O médico abriu o terceiro pacote. Era um hinário antigo, tradicional, hinos clássicos, escritos em lágrimas e de joelhos pelos heróis da fé nas gerações passadas. Hinos antigamente cantados e atualmente descartados.
 
- Aqui está o terceiro remédio: louve ao Senhor. Cante.
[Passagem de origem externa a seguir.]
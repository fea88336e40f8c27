//! Modules: named groups of type descriptors handed to the scanner.

use std::collections::BTreeMap;

use crate::{any::TypeInfo, descriptor::TypeDescriptor, errors::{ModuleLoadErrorKind, PlannerErrorKind}};

/// A loaded module and the descriptors of its types.
#[derive(Debug, Clone)]
pub struct Module {
    name: String,
    types: Vec<TypeDescriptor>,
}

impl Module {
    #[inline]
    #[must_use]
    pub fn new(name: impl Into<String>, types: Vec<TypeDescriptor>) -> Self {
        Self { name: name.into(), types }
    }

    #[inline]
    #[must_use]
    pub fn name(&self) -> &str {
        &self.name
    }

    #[inline]
    #[must_use]
    pub fn types(&self) -> &[TypeDescriptor] {
        &self.types
    }
}

/// Source of modules and type descriptors.
pub trait ModuleLoader: Send + Sync + 'static {
    /// # Errors
    /// Returns [`ModuleLoadErrorKind::NotFound`] when no module is known under `name`.
    fn load(&self, name: &str) -> Result<Module, ModuleLoadErrorKind>;

    /// Looks a type up by its path, with or without the `dyn ` prefix of trait objects.
    fn find_type(&self, _name: &str) -> Option<TypeDescriptor> {
        None
    }

    /// Full descriptor of a type known to the loader.
    fn describe(&self, _ty: &TypeInfo) -> Option<TypeDescriptor> {
        None
    }
}

/// Modules assembled in code.
#[derive(Debug, Default, Clone)]
pub struct StaticModules {
    modules: BTreeMap<String, Vec<TypeDescriptor>>,
}

impl StaticModules {
    #[inline]
    #[must_use]
    pub fn new() -> Self {
        Self::default()
    }

    /// Adds `types` to the module `name`, creating it if needed.
    #[must_use]
    pub fn module(mut self, name: impl Into<String>, types: impl IntoIterator<Item = TypeDescriptor>) -> Self {
        self.modules.entry(name.into()).or_default().extend(types);
        self
    }

    fn types(&self) -> impl Iterator<Item = &TypeDescriptor> {
        self.modules.values().flatten()
    }
}

impl ModuleLoader for StaticModules {
    fn load(&self, name: &str) -> Result<Module, ModuleLoadErrorKind> {
        self.modules
            .get(name)
            .map(|types| Module::new(name, types.clone()))
            .ok_or_else(|| ModuleLoadErrorKind::NotFound { name: name.to_owned() })
    }

    fn find_type(&self, name: &str) -> Option<TypeDescriptor> {
        self.types().find(|ty| ty.info().matches_name(name)).cloned()
    }

    fn describe(&self, ty: &TypeInfo) -> Option<TypeDescriptor> {
        self.types().find(|descriptor| descriptor.info() == *ty).cloned()
    }
}

/// What happened when a module was scanned.
#[derive(Debug, Clone)]
pub enum ModuleOutcome {
    /// Directives of `types` types were applied; `skipped` lists the planner failures.
    Configured {
        types: usize,
        skipped: Vec<PlannerErrorKind>,
    },
    LoadFailed {
        reason: String,
    },
    /// A directive was rejected by the backend.
    Aborted {
        reason: String,
    },
}

#[derive(Debug, Clone)]
pub struct ModuleRecord {
    pub name: String,
    pub processed: bool,
    pub outcome: Option<ModuleOutcome>,
}

/// Modules a container has seen, scanned at most once each.
#[derive(Debug, Default)]
pub(crate) struct ModuleTracker {
    records: BTreeMap<String, ModuleRecord>,
}

impl ModuleTracker {
    /// Records `name`. Returns `false` if it was recorded before.
    pub(crate) fn begin(&mut self, name: &str) -> bool {
        if self.records.contains_key(name) {
            return false;
        }

        self.records.insert(
            name.to_owned(),
            ModuleRecord {
                name: name.to_owned(),
                processed: false,
                outcome: None,
            },
        );
        true
    }

    pub(crate) fn finish(&mut self, name: &str, outcome: ModuleOutcome) {
        if let Some(record) = self.records.get_mut(name) {
            record.processed = true;
            record.outcome = Some(outcome);
        }
    }

    #[must_use]
    pub(crate) fn get(&self, name: &str) -> Option<ModuleRecord> {
        self.records.get(name).cloned()
    }
}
Cante baixinho, faça as afirmações destas poesias centenárias. Confesse a sua fé, a sua confiança, o seu amor por Cristo.
 
- Mas e os nossos sucessos nas plataformas digitais? As nossas músicas de trabalho, os nossos shows?
 
- Se você quiser sarar terá que usar estas aqui. Com o tempo perceberá a diferença. Quem come um bolo feito pela confeitaria real aqui da cidade sabe a diferença do bolo feito pela indústria que vende toneladas, dizendo que é a mesma coisa. Assim também estas canções. Quem canta as canções escritas por quem pagava o preço, por quem tinha comunhão com Deus, terá também o mesmo gosto e o mesmo prazer espiritual que eles tiveram.
 
O rapaz folheou o hinário e foi destacando vários que eles cantavam quando a vida na igreja era melhor.
 
- Você fará este tratamento por trinta dias e retornará aqui. Veremos o resultado.
 
Soubemos do resultado há alguns dias. O rapaz é outro. Sua casa é outra. Sua confiança é outra. O brilho em seu olhar é outro. Soubemos que várias pessoas de sua igreja foram influenciadas e agora há um forte movimento de santidade naquela igreja mundana.
 
Quem sabe nem tudo está perdido ainda?